------ DATA ------

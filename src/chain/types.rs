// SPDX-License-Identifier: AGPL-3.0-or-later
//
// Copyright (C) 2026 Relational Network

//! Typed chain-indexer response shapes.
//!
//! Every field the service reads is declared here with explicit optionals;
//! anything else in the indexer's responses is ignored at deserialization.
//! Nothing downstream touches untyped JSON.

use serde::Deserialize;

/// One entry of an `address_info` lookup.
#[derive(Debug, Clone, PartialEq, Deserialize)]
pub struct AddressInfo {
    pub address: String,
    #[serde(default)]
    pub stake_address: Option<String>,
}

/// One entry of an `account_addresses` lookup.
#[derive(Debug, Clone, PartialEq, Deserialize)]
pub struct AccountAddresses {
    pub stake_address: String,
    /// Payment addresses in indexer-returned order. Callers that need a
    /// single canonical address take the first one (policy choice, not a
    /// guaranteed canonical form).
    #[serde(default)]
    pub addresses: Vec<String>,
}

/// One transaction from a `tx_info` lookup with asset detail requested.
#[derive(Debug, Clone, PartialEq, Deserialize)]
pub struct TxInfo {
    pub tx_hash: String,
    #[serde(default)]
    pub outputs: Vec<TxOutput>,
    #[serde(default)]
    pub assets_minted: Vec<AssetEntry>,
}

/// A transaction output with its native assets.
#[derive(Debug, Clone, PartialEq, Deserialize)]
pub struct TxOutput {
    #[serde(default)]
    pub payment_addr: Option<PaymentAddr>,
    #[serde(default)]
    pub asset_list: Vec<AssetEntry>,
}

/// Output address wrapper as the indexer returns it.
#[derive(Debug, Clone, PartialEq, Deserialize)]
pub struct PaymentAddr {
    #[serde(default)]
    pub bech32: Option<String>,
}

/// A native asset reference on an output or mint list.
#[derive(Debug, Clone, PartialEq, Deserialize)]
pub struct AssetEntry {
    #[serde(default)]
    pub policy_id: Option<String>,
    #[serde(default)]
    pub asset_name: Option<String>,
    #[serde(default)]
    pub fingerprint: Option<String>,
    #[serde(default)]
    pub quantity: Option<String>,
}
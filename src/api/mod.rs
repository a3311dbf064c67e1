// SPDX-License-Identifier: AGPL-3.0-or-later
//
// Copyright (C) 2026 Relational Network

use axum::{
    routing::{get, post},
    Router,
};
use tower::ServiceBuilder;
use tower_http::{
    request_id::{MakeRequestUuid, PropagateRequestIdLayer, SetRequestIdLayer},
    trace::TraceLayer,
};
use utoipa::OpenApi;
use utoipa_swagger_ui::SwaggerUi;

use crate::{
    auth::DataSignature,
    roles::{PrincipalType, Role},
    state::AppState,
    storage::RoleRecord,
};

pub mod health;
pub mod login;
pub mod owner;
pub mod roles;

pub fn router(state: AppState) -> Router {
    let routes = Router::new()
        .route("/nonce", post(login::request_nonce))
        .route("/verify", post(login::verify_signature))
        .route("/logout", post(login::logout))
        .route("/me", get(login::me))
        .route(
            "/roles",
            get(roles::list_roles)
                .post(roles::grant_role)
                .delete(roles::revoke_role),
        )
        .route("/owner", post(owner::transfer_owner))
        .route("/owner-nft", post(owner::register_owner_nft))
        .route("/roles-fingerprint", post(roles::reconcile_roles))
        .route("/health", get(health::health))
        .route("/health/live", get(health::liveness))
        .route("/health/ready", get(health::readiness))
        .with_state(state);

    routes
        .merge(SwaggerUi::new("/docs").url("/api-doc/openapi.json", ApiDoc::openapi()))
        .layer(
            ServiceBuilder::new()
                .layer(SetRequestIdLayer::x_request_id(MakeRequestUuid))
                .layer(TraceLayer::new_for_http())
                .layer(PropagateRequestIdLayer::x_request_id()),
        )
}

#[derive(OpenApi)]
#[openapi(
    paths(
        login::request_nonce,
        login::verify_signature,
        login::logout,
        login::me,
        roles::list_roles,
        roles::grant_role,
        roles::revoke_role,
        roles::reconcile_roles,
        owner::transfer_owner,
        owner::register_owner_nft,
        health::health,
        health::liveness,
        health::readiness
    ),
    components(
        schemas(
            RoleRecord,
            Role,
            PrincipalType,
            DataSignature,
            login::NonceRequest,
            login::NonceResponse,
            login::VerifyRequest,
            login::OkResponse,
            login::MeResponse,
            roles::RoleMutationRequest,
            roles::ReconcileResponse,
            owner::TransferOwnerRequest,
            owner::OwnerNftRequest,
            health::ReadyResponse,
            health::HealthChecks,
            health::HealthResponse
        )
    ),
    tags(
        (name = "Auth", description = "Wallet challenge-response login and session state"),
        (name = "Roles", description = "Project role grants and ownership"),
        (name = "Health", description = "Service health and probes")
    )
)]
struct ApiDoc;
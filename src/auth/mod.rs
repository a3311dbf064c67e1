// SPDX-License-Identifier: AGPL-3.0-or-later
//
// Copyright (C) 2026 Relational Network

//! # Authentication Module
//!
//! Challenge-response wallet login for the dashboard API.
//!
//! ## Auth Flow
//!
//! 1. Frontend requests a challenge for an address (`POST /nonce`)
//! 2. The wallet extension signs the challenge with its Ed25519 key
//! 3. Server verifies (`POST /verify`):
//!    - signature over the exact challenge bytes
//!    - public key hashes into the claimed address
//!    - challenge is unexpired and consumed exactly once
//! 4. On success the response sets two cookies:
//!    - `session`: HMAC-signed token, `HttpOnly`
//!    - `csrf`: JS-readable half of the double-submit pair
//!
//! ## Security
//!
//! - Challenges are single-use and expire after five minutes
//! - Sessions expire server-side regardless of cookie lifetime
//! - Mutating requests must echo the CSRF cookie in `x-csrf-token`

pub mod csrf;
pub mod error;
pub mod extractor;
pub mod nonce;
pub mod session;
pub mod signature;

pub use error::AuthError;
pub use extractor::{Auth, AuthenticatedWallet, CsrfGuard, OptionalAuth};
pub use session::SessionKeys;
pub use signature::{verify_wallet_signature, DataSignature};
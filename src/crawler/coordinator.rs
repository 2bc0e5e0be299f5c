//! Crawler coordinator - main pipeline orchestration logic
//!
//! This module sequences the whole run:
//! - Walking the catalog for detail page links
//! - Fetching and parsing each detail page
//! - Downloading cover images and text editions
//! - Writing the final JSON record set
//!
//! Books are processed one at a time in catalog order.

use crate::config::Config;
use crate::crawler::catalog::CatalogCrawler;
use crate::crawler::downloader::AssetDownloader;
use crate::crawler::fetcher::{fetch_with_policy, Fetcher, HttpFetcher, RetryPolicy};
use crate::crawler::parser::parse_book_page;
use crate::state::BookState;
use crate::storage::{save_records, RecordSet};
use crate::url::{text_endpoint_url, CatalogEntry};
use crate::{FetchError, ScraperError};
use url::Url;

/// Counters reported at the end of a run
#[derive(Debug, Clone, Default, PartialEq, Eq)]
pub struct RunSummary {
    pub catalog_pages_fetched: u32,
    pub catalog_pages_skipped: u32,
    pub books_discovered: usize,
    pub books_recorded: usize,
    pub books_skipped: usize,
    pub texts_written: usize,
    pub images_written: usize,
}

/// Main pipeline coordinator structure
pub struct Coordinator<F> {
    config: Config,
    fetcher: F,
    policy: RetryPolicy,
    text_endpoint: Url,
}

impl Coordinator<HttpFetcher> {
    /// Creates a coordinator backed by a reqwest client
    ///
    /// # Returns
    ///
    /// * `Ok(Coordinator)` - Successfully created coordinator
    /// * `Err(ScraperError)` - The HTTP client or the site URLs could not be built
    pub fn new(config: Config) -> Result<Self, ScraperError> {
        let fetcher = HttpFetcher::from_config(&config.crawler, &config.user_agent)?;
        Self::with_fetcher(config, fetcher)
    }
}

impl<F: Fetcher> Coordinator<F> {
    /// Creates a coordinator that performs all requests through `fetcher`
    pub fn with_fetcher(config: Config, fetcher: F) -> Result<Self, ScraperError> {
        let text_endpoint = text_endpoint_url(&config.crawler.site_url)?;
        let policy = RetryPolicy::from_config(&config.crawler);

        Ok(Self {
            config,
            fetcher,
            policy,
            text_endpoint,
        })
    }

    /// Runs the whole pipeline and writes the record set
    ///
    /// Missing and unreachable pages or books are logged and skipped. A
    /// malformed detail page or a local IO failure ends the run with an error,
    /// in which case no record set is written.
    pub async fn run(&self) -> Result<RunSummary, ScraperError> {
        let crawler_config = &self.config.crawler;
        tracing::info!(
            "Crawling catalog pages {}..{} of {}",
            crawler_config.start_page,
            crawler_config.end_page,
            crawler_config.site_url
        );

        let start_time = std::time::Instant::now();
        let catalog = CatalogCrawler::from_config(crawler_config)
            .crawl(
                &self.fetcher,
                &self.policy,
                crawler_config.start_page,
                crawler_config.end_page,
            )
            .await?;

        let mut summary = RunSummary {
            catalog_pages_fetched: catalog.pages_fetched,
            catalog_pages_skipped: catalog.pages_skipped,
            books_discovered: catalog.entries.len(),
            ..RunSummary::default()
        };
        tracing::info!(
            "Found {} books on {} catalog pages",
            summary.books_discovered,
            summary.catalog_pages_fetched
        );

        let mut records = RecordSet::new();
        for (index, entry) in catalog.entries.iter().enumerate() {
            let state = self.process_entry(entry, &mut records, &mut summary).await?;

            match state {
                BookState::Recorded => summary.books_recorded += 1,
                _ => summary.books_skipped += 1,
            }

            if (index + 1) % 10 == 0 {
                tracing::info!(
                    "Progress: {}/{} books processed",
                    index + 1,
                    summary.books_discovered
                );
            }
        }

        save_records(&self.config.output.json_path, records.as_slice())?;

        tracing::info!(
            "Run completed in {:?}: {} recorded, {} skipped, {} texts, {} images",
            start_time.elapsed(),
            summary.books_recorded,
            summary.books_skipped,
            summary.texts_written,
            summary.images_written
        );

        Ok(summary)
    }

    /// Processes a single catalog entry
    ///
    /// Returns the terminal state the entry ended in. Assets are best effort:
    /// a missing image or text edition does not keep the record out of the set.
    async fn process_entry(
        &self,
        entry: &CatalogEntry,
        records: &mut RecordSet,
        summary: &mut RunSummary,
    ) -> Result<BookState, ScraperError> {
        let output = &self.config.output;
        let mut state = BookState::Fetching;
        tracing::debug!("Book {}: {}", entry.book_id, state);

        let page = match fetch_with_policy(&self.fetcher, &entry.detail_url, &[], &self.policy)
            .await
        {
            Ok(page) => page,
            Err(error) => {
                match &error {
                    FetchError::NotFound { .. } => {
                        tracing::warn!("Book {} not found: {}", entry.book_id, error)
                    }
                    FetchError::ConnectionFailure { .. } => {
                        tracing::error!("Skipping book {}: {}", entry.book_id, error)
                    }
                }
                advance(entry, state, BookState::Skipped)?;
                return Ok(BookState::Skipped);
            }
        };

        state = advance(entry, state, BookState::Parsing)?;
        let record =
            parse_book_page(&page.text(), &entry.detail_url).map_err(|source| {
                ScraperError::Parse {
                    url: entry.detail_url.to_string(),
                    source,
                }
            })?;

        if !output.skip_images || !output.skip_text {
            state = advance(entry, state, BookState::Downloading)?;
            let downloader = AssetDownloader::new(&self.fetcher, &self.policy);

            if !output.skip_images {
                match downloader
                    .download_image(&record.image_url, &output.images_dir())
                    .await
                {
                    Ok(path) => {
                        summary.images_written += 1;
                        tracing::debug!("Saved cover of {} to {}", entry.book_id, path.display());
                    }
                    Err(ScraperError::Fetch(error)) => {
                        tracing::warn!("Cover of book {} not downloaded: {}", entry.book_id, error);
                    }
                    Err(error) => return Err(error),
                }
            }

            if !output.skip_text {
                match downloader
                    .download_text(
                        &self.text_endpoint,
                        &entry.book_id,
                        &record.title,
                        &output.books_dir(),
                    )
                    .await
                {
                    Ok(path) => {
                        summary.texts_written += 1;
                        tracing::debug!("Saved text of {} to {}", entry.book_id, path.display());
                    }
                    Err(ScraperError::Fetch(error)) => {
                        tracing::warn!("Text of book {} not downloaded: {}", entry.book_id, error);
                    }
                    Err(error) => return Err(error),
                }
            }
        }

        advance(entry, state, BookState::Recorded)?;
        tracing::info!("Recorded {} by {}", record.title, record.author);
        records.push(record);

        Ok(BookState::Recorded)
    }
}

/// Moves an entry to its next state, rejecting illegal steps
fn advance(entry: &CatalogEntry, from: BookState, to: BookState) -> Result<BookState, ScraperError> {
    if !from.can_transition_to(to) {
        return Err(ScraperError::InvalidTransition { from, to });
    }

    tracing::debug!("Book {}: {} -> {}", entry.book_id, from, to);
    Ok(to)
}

------

## WHAT TO PRODUCE
What lines in the data above carry "DataSignature"? Return them all.

## RESPONSE FOR THIS EXERCISE
    auth::DataSignature,
            DataSignature,
pub use signature::{verify_wallet_signature, DataSignature};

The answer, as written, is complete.